*Collected data*:
━━━━━━━━━━━━━━━━

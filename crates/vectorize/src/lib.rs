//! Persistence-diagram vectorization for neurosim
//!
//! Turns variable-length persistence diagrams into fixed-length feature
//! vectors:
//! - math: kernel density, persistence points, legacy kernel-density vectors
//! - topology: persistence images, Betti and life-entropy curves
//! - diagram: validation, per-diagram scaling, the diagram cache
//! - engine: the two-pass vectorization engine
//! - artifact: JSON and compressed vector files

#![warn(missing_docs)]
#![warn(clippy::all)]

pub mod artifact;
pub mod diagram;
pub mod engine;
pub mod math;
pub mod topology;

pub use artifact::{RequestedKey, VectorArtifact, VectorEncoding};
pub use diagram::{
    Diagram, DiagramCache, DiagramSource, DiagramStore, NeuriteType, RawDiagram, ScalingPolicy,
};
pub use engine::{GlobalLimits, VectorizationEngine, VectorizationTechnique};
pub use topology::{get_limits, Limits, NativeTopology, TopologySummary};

━━━━━━━━━━━━━━━━

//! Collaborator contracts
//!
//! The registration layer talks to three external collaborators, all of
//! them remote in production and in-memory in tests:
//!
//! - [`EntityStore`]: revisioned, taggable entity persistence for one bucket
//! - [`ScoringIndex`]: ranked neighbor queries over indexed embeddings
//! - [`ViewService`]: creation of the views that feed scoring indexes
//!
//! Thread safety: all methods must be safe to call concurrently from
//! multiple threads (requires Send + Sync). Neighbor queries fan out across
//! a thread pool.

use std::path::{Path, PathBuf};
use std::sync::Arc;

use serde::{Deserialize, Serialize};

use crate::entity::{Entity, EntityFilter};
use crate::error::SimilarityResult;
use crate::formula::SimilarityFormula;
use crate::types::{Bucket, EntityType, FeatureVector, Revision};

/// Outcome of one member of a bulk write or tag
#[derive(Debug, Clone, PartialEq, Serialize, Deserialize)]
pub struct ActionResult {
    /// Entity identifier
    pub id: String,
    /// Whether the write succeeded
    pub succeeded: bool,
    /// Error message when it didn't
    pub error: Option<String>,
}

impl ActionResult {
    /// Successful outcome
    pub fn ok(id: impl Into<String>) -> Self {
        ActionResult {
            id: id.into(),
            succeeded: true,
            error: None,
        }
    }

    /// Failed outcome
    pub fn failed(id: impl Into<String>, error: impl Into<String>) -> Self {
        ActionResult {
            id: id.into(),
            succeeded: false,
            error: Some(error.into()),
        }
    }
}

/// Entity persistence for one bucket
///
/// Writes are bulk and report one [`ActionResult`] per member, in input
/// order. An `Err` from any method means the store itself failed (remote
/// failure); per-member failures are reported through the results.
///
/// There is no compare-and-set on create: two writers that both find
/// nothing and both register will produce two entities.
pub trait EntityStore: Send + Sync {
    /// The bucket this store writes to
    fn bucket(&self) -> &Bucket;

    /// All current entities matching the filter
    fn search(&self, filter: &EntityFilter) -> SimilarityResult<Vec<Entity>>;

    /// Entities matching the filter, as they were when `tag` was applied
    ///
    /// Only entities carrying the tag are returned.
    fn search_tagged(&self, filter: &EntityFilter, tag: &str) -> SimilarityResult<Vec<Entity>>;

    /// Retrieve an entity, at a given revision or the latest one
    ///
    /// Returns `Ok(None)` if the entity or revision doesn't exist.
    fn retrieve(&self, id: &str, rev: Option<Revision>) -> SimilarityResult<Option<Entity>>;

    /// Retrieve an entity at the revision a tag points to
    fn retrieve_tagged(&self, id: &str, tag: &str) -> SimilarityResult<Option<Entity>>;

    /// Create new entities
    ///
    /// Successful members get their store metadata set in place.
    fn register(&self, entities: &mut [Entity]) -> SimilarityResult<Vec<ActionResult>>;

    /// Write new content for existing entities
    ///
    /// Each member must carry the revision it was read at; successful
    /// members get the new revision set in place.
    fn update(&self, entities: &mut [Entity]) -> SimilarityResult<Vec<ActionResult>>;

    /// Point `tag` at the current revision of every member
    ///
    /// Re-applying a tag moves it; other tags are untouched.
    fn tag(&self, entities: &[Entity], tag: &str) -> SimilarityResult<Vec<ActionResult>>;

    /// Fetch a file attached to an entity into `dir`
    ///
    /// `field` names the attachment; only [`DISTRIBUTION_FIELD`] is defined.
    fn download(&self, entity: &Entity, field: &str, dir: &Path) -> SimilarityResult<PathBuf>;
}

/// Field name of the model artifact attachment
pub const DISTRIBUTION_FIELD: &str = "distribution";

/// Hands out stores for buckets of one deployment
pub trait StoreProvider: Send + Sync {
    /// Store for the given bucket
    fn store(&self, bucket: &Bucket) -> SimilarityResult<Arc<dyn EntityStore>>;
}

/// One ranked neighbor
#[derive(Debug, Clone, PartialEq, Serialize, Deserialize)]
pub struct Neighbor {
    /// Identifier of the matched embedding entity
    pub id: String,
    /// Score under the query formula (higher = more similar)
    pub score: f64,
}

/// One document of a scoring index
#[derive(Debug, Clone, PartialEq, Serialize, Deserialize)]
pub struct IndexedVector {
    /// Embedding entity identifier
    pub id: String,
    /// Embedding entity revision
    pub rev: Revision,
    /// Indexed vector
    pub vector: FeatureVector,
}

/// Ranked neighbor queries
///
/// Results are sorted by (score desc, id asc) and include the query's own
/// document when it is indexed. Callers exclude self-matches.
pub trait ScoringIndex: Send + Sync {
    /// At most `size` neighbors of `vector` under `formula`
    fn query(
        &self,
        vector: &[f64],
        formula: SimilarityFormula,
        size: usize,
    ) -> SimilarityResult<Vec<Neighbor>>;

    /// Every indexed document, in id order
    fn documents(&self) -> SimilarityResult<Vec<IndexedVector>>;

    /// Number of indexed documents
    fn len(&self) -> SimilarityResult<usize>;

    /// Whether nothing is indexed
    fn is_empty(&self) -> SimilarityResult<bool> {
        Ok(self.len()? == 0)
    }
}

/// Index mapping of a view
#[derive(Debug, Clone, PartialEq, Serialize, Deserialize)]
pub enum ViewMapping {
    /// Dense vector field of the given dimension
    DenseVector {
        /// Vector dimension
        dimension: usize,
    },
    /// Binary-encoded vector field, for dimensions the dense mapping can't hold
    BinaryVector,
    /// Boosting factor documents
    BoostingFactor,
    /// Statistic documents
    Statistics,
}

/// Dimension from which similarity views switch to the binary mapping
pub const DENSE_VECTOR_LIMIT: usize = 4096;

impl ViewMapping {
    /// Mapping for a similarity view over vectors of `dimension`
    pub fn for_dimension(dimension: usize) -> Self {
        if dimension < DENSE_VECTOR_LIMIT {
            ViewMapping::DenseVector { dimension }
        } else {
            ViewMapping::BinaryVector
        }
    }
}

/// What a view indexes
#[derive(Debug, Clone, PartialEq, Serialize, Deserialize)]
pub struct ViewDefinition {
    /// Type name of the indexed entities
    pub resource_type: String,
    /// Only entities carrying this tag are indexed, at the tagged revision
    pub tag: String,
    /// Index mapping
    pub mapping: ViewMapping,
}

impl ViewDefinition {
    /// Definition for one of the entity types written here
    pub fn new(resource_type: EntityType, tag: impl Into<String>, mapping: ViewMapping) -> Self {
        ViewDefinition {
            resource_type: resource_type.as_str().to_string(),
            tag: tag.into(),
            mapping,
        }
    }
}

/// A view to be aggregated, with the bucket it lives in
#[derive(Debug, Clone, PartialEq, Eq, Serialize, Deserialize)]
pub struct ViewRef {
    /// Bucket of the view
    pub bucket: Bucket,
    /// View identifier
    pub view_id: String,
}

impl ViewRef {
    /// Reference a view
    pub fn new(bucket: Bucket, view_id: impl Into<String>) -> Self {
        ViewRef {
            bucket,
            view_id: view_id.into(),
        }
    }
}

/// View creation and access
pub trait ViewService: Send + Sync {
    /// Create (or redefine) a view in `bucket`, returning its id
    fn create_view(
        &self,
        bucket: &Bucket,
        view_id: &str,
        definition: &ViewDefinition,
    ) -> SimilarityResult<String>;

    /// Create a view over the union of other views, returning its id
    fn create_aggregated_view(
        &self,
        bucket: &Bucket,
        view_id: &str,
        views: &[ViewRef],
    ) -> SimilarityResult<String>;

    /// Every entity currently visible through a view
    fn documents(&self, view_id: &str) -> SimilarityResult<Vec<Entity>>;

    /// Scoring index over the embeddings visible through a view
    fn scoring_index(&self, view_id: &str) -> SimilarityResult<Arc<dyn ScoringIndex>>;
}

━━━━━━━━━━━━━━━━

*What the task requires*:
From the records, determine the number of lines holding the word "Option", and state that number only.

*Solution*:
3